Wir müssen umdefinieren wie wir Wachstum verstehen. Momentan wird Wachstum als mehr Produktion und mehr Konsum gesehen. Das ist ein Problem, denn Produktion verbraucht endliche Ressourcen. Im Endeffekt wird Wachstum mit Ressourcenverbrauch gleichgesetzt. Trinkwasser, Boden auf dem etwas angebaut werden kann, Kupfer, Aluminium, Erdöl, Plastik, Orte, die nicht verschmutzt sind, CO^2, dass in die Atmosphäre geblasen werden kann, bevor große Teile des Planeten unbewohnbar werden, Holz, all das ist begrenzt, aber wir tun momentan so, als hätten wir unendlich davon. Wir können alle weniger davon verbrauchen und es muss uns deshalb nicht schlechter gehen. Wir müssen nur die Dinge, die wir haben, länger benutzen, sie reparieren, sie recyclen und sie so herstellen, dass sie, wenn wir sie schließlich doch nicht mehr benutzen können, keinen Schaden in der Natur anrichten. Wir brauchen einen neuen Index für Wachstum, der tatsächlich das Glück, die Lebensqualität der Menschen wiedergibt. Das BIP ist lächerlich schlecht dafür.
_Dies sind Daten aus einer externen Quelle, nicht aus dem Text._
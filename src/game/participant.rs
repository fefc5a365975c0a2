use super::connection::Outbox;

pub const DEFAULT_DISPLAY_NAME: &str = "Guest";

/// A connected player. Owns the producer side of its connection's queue
/// and refers to its session by id only.
#[derive(Debug)]
pub struct Participant {
    pub id: String,
    pub display_name: String,
    pub session_id: Option<String>,
    outbox: Option<Outbox>,
}

impl Participant {
    pub fn new(display_name: &str, outbox: Outbox) -> Self {
        Self {
            id: uuid::Uuid::new_v4().to_string(),
            display_name: display_name.to_string(),
            session_id: None,
            outbox: Some(outbox),
        }
    }

    pub fn outbox(&self) -> Option<&Outbox> {
        self.outbox.as_ref()
    }

    /// Drop the queue producer; the outbound pump drains and then closes
    pub fn close_outbox(&mut self) {
        self.outbox = None;
    }

    pub fn is_matched(&self) -> bool {
        self.session_id.is_some()
    }
}

/// Resolve the display name from the connect-time query value.
/// Only a missing or empty name is replaced; anything else is kept verbatim.
pub fn display_name_or_default(requested: Option<&str>) -> String {
    match requested {
        Some(name) if !name.is_empty() => name.to_string(),
        _ => DEFAULT_DISPLAY_NAME.to_string(),
    }
}
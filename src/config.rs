use std::env;

pub struct Config {
    pub port: u16,
    pub database_url: String,
    pub frontend_origin: String,
}

impl Config {
    pub fn from_env() -> Self {
        dotenvy::dotenv().ok();

        Self::from_lookup(|key| env::var(key).ok())
    }

    fn from_lookup(lookup: impl Fn(&str) -> Option<String>) -> Self {
        Self {
            port: lookup("PORT")
                .and_then(|p| p.parse().ok())
                .unwrap_or(9090),
            database_url: lookup("DATABASE_URL")
                .unwrap_or_else(|| "sqlite:fourinrow.db?mode=rwc".to_string()),
            frontend_origin: lookup("FRONTEND_ORIGIN")
                .unwrap_or_else(|| "http://localhost:5173".to_string()),
        }
    }

    pub fn addr(&self) -> String {
        format!("0.0.0.0:{}", self.port)
    }
}
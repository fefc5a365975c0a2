use std::collections::VecDeque;

/// Result of attempting to join matchmaking
#[derive(Debug, PartialEq)]
pub enum MatchOutcome {
    Waiting,
    Matched { opponent_id: String },
}

/// FIFO queue of participants waiting for an opponent.
/// Owned by the coordinator loop, so no locking.
#[derive(Debug, Default)]
pub struct Lobby {
    waiting: VecDeque<String>,
}

impl Lobby {
    pub fn new() -> Self {
        Self::default()
    }

    /// Pair `participant_id` with the longest-waiting participant, or queue it.
    pub fn try_match(&mut self, participant_id: String) -> MatchOutcome {
        match self.waiting.pop_front() {
            Some(opponent_id) => MatchOutcome::Matched { opponent_id },
            None => {
                self.waiting.push_back(participant_id);
                MatchOutcome::Waiting
            }
        }
    }

    /// Remove a participant from waiting (on disconnect)
    pub fn remove_waiting(&mut self, participant_id: &str) {
        self.waiting.retain(|id| id != participant_id);
    }

    pub fn waiting_count(&self) -> usize {
        self.waiting.len()
    }
}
Doch das ist einfacher gesagt als getan. Momentan sieht es so aus als würden wir die ökologischen Probleme mit noch mehr Wachstum lösen wollen. Bevor wir aufhören klimaschädliche Gase in die Atmosphäre zu pumpen, entwickeln wir bessere Sonnencreme, bevor wir die Bienen retten, bauen wir winzige Roboter, die unsere Nutzpflanzen statt ihnen bestäuben sollen. Wir wollen Dämme gegen den Anstieg des Wasserspiegels bauen und Klimaanlagen für die Regionen, die unerträglich heiß werden sollen. Nur merken wir, je näher wir dem Bedrohungsszenario kommen, dass wir uns bei mit diesen Lösungen doch etwas übernommen haben. Die beste Methode mit dem drohenden ökologischen Kollaps umzugehen, ist ihn zu verhindern.

Doch wie gesagt, die Unternehmen handeln nicht wie sie handeln, weil sie böse, blind oder dumm sind. Die Unternehmen handeln wie sie handeln, weil es in ihrer Position Sinn ergibt. Wollen wir, dass unser Planet für unsere Enkelkinder bewohnbar sein wird, dann müssen wir unser System auf eine Weise verändern, dass die Anreize für die Unternehmen so setzt, dass sich diese umweltbewusst verhalten müssen.